**What you have to do**
Starting at the first line below, copy through to the last line exactly.

(Collected data)
- - - -
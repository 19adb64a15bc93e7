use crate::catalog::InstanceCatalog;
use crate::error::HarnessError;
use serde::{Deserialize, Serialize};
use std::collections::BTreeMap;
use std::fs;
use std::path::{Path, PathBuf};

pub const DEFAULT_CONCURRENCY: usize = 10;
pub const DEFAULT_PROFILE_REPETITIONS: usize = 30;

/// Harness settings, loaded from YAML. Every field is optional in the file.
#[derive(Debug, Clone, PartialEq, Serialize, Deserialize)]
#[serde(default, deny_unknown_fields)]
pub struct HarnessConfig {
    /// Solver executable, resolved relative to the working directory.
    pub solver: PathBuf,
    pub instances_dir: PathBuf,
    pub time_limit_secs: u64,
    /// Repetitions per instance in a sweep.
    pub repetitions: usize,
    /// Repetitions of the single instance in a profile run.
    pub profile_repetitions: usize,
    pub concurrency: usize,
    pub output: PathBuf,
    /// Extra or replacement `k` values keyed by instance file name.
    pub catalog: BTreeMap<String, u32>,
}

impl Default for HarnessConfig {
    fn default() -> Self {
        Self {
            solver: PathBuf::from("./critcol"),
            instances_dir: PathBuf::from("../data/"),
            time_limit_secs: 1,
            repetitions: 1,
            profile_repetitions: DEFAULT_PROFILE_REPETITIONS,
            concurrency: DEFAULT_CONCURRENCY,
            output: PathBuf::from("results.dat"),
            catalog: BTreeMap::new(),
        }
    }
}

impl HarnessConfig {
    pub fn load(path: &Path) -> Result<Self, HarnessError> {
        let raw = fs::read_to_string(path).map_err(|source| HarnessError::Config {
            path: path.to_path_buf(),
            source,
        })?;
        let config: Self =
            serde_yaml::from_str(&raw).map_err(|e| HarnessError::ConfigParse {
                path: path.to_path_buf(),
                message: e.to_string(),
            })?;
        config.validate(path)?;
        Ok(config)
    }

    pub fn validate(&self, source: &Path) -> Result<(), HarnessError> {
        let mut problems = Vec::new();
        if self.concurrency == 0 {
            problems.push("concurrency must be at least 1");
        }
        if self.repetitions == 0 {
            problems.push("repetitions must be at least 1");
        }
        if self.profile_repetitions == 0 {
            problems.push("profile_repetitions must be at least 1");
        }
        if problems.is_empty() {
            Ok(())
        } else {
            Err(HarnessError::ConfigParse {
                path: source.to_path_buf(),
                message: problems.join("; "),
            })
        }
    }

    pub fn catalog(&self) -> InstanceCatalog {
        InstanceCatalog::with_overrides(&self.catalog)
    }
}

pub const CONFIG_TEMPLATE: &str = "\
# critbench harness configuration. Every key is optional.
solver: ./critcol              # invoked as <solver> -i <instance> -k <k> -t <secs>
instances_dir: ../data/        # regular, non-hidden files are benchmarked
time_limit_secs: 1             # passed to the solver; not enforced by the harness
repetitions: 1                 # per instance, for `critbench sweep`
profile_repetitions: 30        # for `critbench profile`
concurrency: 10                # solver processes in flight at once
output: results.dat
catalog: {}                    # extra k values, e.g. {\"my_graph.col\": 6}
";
- - - -
**Exercise result**
repository 19adb64a15bc93e7
use crate::catalog::InstanceCatalog;
use crate::error::HarnessError;
use serde::{Deserialize, Serialize};
use std::collections::BTreeMap;
use std::fs;
use std::path::{Path, PathBuf};

pub const DEFAULT_CONCURRENCY: usize = 10;
pub const DEFAULT_PROFILE_REPETITIONS: usize = 30;

/// Harness settings, loaded from YAML. Every field is optional in the file.
#[derive(Debug, Clone, PartialEq, Serialize, Deserialize)]
#[serde(default, deny_unknown_fields)]
pub struct HarnessConfig {
    /// Solver executable, resolved relative to the working directory.
    pub solver: PathBuf,
    pub instances_dir: PathBuf,
    pub time_limit_secs: u64,
    /// Repetitions per instance in a sweep.
    pub repetitions: usize,
    /// Repetitions of the single instance in a profile run.
    pub profile_repetitions: usize,
    pub concurrency: usize,
    pub output: PathBuf,
    /// Extra or replacement `k` values keyed by instance file name.
    pub catalog: BTreeMap<String, u32>,
}

impl Default for HarnessConfig {
    fn default() -> Self {
        Self {
            solver: PathBuf::from("./critcol"),
            instances_dir: PathBuf::from("../data/"),
            time_limit_secs: 1,
            repetitions: 1,
            profile_repetitions: DEFAULT_PROFILE_REPETITIONS,
            concurrency: DEFAULT_CONCURRENCY,
            output: PathBuf::from("results.dat"),
            catalog: BTreeMap::new(),
        }
    }
}

impl HarnessConfig {
    pub fn load(path: &Path) -> Result<Self, HarnessError> {
        let raw = fs::read_to_string(path).map_err(|source| HarnessError::Config {
            path: path.to_path_buf(),
            source,
        })?;
        let config: Self =
            serde_yaml::from_str(&raw).map_err(|e| HarnessError::ConfigParse {
                path: path.to_path_buf(),
                message: e.to_string(),
            })?;
        config.validate(path)?;
        Ok(config)
    }

    pub fn validate(&self, source: &Path) -> Result<(), HarnessError> {
        let mut problems = Vec::new();
        if self.concurrency == 0 {
            problems.push("concurrency must be at least 1");
        }
        if self.repetitions == 0 {
            problems.push("repetitions must be at least 1");
        }
        if self.profile_repetitions == 0 {
            problems.push("profile_repetitions must be at least 1");
        }
        if problems.is_empty() {
            Ok(())
        } else {
            Err(HarnessError::ConfigParse {
                path: source.to_path_buf(),
                message: problems.join("; "),
            })
        }
    }

    pub fn catalog(&self) -> InstanceCatalog {
        InstanceCatalog::with_overrides(&self.catalog)
    }
}

pub const CONFIG_TEMPLATE: &str = "\
# critbench harness configuration. Every key is optional.
solver: ./critcol              # invoked as <solver> -i <instance> -k <k> -t <secs>
instances_dir: ../data/        # regular, non-hidden files are benchmarked
time_limit_secs: 1             # passed to the solver; not enforced by the harness
repetitions: 1                 # per instance, for `critbench sweep`
profile_repetitions: 30        # for `critbench profile`
concurrency: 10                # solver processes in flight at once
output: results.dat
catalog: {}                    # extra k values, e.g. {\"my_graph.col\": 6}
";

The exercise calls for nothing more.